• YOUR GOAL: Please write out all of the records below exactly as they appear.

• SUPPLIED MATERIAL:
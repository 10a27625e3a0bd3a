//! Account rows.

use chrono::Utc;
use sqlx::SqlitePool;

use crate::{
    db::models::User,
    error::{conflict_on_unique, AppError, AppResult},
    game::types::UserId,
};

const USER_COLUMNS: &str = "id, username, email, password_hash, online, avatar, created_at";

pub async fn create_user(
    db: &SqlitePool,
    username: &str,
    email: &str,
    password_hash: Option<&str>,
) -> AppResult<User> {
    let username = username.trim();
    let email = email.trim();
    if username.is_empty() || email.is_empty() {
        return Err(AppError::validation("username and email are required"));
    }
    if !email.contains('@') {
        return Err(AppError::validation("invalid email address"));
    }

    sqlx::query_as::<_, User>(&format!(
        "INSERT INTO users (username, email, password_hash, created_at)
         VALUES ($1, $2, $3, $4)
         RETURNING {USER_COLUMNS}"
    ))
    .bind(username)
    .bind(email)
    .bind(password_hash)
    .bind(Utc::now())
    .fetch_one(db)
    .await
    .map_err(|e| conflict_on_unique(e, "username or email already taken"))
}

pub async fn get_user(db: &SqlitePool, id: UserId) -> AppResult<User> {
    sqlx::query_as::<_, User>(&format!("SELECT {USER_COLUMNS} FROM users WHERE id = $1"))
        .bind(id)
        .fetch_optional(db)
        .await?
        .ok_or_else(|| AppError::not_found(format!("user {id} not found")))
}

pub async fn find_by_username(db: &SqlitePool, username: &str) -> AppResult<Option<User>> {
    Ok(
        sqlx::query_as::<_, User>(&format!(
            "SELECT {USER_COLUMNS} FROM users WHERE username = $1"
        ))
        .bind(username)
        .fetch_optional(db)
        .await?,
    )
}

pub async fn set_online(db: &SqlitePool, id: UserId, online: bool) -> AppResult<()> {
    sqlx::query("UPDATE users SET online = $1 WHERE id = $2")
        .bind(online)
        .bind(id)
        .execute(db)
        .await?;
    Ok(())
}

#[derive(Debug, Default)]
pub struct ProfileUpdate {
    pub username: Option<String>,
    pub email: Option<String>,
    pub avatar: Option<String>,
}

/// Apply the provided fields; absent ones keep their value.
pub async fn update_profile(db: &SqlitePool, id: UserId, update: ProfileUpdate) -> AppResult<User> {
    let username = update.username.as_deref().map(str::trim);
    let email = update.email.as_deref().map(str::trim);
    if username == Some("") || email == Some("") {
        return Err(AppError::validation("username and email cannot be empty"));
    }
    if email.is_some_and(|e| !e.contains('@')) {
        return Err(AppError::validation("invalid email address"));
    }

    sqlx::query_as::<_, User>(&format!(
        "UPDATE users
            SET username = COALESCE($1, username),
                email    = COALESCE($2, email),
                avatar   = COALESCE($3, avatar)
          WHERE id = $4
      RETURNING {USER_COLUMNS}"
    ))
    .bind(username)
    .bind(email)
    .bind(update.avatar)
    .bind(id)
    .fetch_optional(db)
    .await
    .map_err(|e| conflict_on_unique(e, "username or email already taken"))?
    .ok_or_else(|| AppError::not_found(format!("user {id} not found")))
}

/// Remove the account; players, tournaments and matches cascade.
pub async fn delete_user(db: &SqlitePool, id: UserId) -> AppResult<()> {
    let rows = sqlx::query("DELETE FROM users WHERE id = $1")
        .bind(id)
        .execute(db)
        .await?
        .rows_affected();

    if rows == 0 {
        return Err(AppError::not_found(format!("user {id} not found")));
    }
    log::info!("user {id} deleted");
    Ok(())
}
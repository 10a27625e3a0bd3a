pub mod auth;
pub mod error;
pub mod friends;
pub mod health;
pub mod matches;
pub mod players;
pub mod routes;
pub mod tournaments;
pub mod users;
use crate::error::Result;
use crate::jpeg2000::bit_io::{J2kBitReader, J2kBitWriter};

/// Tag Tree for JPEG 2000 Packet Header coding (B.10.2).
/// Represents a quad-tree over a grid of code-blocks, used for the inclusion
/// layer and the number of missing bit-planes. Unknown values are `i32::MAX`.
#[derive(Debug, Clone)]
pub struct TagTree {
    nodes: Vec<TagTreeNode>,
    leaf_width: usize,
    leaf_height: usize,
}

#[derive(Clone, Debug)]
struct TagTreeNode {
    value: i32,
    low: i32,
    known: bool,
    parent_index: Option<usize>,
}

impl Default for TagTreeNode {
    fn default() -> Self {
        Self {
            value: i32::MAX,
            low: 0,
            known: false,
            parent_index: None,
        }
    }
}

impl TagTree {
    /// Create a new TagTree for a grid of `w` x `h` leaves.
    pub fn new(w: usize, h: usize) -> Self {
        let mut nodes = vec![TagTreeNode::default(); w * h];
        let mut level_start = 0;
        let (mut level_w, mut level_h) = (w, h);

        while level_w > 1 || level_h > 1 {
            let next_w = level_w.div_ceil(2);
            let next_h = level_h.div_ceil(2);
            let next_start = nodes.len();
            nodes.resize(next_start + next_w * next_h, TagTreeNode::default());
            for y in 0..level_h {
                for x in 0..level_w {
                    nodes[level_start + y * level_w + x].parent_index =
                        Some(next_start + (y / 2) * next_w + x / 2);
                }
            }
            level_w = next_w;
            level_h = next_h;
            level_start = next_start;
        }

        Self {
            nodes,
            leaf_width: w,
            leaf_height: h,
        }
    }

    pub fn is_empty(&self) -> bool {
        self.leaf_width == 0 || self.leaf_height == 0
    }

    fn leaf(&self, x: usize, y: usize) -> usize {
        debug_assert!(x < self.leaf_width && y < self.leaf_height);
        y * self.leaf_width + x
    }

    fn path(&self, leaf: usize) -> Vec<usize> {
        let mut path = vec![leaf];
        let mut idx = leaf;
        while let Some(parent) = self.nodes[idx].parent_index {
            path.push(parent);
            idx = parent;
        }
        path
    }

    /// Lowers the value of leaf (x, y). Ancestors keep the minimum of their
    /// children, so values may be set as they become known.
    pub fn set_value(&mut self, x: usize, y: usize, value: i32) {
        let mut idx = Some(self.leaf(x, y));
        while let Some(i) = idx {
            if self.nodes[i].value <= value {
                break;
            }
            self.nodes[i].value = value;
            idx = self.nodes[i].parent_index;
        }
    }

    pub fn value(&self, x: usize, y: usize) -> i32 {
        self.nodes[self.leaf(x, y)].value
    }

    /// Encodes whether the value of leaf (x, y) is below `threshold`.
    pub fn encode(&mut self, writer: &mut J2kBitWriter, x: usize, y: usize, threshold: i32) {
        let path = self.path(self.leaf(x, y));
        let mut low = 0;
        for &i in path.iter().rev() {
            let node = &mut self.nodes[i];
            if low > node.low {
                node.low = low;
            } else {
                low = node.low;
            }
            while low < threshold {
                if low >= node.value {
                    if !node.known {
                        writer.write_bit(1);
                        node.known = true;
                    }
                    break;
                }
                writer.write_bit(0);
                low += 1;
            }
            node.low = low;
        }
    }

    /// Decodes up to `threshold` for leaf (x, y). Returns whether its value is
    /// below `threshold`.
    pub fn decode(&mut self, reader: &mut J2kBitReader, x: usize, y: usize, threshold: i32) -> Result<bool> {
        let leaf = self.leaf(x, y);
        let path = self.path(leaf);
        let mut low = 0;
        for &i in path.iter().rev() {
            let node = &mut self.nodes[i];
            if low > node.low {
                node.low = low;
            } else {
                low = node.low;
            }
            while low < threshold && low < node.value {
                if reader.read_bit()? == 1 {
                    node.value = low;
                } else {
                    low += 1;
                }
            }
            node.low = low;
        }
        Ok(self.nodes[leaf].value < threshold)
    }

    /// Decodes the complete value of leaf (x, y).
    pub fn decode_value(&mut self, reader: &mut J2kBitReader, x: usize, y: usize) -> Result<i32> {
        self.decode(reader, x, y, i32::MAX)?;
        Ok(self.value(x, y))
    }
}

• ANSWER SPACE:
repository 10a27625e3a0bd3a
//! Account rows.

use chrono::Utc;
use sqlx::SqlitePool;

use crate::{
    db::models::User,
    error::{conflict_on_unique, AppError, AppResult},
    game::types::UserId,
};

const USER_COLUMNS: &str = "id, username, email, password_hash, online, avatar, created_at";

pub async fn create_user(
    db: &SqlitePool,
    username: &str,
    email: &str,
    password_hash: Option<&str>,
) -> AppResult<User> {
    let username = username.trim();
    let email = email.trim();
    if username.is_empty() || email.is_empty() {
        return Err(AppError::validation("username and email are required"));
    }
    if !email.contains('@') {
        return Err(AppError::validation("invalid email address"));
    }

    sqlx::query_as::<_, User>(&format!(
        "INSERT INTO users (username, email, password_hash, created_at)
         VALUES ($1, $2, $3, $4)
         RETURNING {USER_COLUMNS}"
    ))
    .bind(username)
    .bind(email)
    .bind(password_hash)
    .bind(Utc::now())
    .fetch_one(db)
    .await
    .map_err(|e| conflict_on_unique(e, "username or email already taken"))
}

pub async fn get_user(db: &SqlitePool, id: UserId) -> AppResult<User> {
    sqlx::query_as::<_, User>(&format!("SELECT {USER_COLUMNS} FROM users WHERE id = $1"))
        .bind(id)
        .fetch_optional(db)
        .await?
        .ok_or_else(|| AppError::not_found(format!("user {id} not found")))
}

pub async fn find_by_username(db: &SqlitePool, username: &str) -> AppResult<Option<User>> {
    Ok(
        sqlx::query_as::<_, User>(&format!(
            "SELECT {USER_COLUMNS} FROM users WHERE username = $1"
        ))
        .bind(username)
        .fetch_optional(db)
        .await?,
    )
}

pub async fn set_online(db: &SqlitePool, id: UserId, online: bool) -> AppResult<()> {
    sqlx::query("UPDATE users SET online = $1 WHERE id = $2")
        .bind(online)
        .bind(id)
        .execute(db)
        .await?;
    Ok(())
}

#[derive(Debug, Default)]
pub struct ProfileUpdate {
    pub username: Option<String>,
    pub email: Option<String>,
    pub avatar: Option<String>,
}

/// Apply the provided fields; absent ones keep their value.
pub async fn update_profile(db: &SqlitePool, id: UserId, update: ProfileUpdate) -> AppResult<User> {
    let username = update.username.as_deref().map(str::trim);
    let email = update.email.as_deref().map(str::trim);
    if username == Some("") || email == Some("") {
        return Err(AppError::validation("username and email cannot be empty"));
    }
    if email.is_some_and(|e| !e.contains('@')) {
        return Err(AppError::validation("invalid email address"));
    }

    sqlx::query_as::<_, User>(&format!(
        "UPDATE users
            SET username = COALESCE($1, username),
                email    = COALESCE($2, email),
                avatar   = COALESCE($3, avatar)
          WHERE id = $4
      RETURNING {USER_COLUMNS}"
    ))
    .bind(username)
    .bind(email)
    .bind(update.avatar)
    .bind(id)
    .fetch_optional(db)
    .await
    .map_err(|e| conflict_on_unique(e, "username or email already taken"))?
    .ok_or_else(|| AppError::not_found(format!("user {id} not found")))
}

/// Remove the account; players, tournaments and matches cascade.
pub async fn delete_user(db: &SqlitePool, id: UserId) -> AppResult<()> {
    let rows = sqlx::query("DELETE FROM users WHERE id = $1")
        .bind(id)
        .execute(db)
        .await?
        .rows_affected();

    if rows == 0 {
        return Err(AppError::not_found(format!("user {id} not found")));
    }
    log::info!("user {id} deleted");
    Ok(())
}
repository 10a27625e3a0bd3a
pub mod auth;
pub mod error;
pub mod friends;
pub mod health;
pub mod matches;
pub mod players;
pub mod routes;
pub mod tournaments;
pub mod users;
use crate::error::Result;
use crate::jpeg2000::bit_io::{J2kBitReader, J2kBitWriter};

/// Tag Tree for JPEG 2000 Packet Header coding (B.10.2).
/// Represents a quad-tree over a grid of code-blocks, used for the inclusion
/// layer and the number of missing bit-planes. Unknown values are `i32::MAX`.
#[derive(Debug, Clone)]
pub struct TagTree {
    nodes: Vec<TagTreeNode>,
    leaf_width: usize,
    leaf_height: usize,
}

#[derive(Clone, Debug)]
struct TagTreeNode {
    value: i32,
    low: i32,
    known: bool,
    parent_index: Option<usize>,
}

impl Default for TagTreeNode {
    fn default() -> Self {
        Self {
            value: i32::MAX,
            low: 0,
            known: false,
            parent_index: None,
        }
    }
}

impl TagTree {
    /// Create a new TagTree for a grid of `w` x `h` leaves.
    pub fn new(w: usize, h: usize) -> Self {
        let mut nodes = vec![TagTreeNode::default(); w * h];
        let mut level_start = 0;
        let (mut level_w, mut level_h) = (w, h);

        while level_w > 1 || level_h > 1 {
            let next_w = level_w.div_ceil(2);
            let next_h = level_h.div_ceil(2);
            let next_start = nodes.len();
            nodes.resize(next_start + next_w * next_h, TagTreeNode::default());
            for y in 0..level_h {
                for x in 0..level_w {
                    nodes[level_start + y * level_w + x].parent_index =
                        Some(next_start + (y / 2) * next_w + x / 2);
                }
            }
            level_w = next_w;
            level_h = next_h;
            level_start = next_start;
        }

        Self {
            nodes,
            leaf_width: w,
            leaf_height: h,
        }
    }

    pub fn is_empty(&self) -> bool {
        self.leaf_width == 0 || self.leaf_height == 0
    }

    fn leaf(&self, x: usize, y: usize) -> usize {
        debug_assert!(x < self.leaf_width && y < self.leaf_height);
        y * self.leaf_width + x
    }

    fn path(&self, leaf: usize) -> Vec<usize> {
        let mut path = vec![leaf];
        let mut idx = leaf;
        while let Some(parent) = self.nodes[idx].parent_index {
            path.push(parent);
            idx = parent;
        }
        path
    }

    /// Lowers the value of leaf (x, y). Ancestors keep the minimum of their
    /// children, so values may be set as they become known.
    pub fn set_value(&mut self, x: usize, y: usize, value: i32) {
        let mut idx = Some(self.leaf(x, y));
        while let Some(i) = idx {
            if self.nodes[i].value <= value {
                break;
            }
            self.nodes[i].value = value;
            idx = self.nodes[i].parent_index;
        }
    }

    pub fn value(&self, x: usize, y: usize) -> i32 {
        self.nodes[self.leaf(x, y)].value
    }

    /// Encodes whether the value of leaf (x, y) is below `threshold`.
    pub fn encode(&mut self, writer: &mut J2kBitWriter, x: usize, y: usize, threshold: i32) {
        let path = self.path(self.leaf(x, y));
        let mut low = 0;
        for &i in path.iter().rev() {
            let node = &mut self.nodes[i];
            if low > node.low {
                node.low = low;
            } else {
                low = node.low;
            }
            while low < threshold {
                if low >= node.value {
                    if !node.known {
                        writer.write_bit(1);
                        node.known = true;
                    }
                    break;
                }
                writer.write_bit(0);
                low += 1;
            }
            node.low = low;
        }
    }

    /// Decodes up to `threshold` for leaf (x, y). Returns whether its value is
    /// below `threshold`.
    pub fn decode(&mut self, reader: &mut J2kBitReader, x: usize, y: usize, threshold: i32) -> Result<bool> {
        let leaf = self.leaf(x, y);
        let path = self.path(leaf);
        let mut low = 0;
        for &i in path.iter().rev() {
            let node = &mut self.nodes[i];
            if low > node.low {
                node.low = low;
            } else {
                low = node.low;
            }
            while low < threshold && low < node.value {
                if reader.read_bit()? == 1 {
                    node.value = low;
                } else {
                    low += 1;
                }
            }
            node.low = low;
        }
        Ok(self.nodes[leaf].value < threshold)
    }

    /// Decodes the complete value of leaf (x, y).
    pub fn decode_value(&mut self, reader: &mut J2kBitReader, x: usize, y: usize) -> Result<i32> {
        self.decode(reader, x, y, i32::MAX)?;
        Ok(self.value(x, y))
    }
}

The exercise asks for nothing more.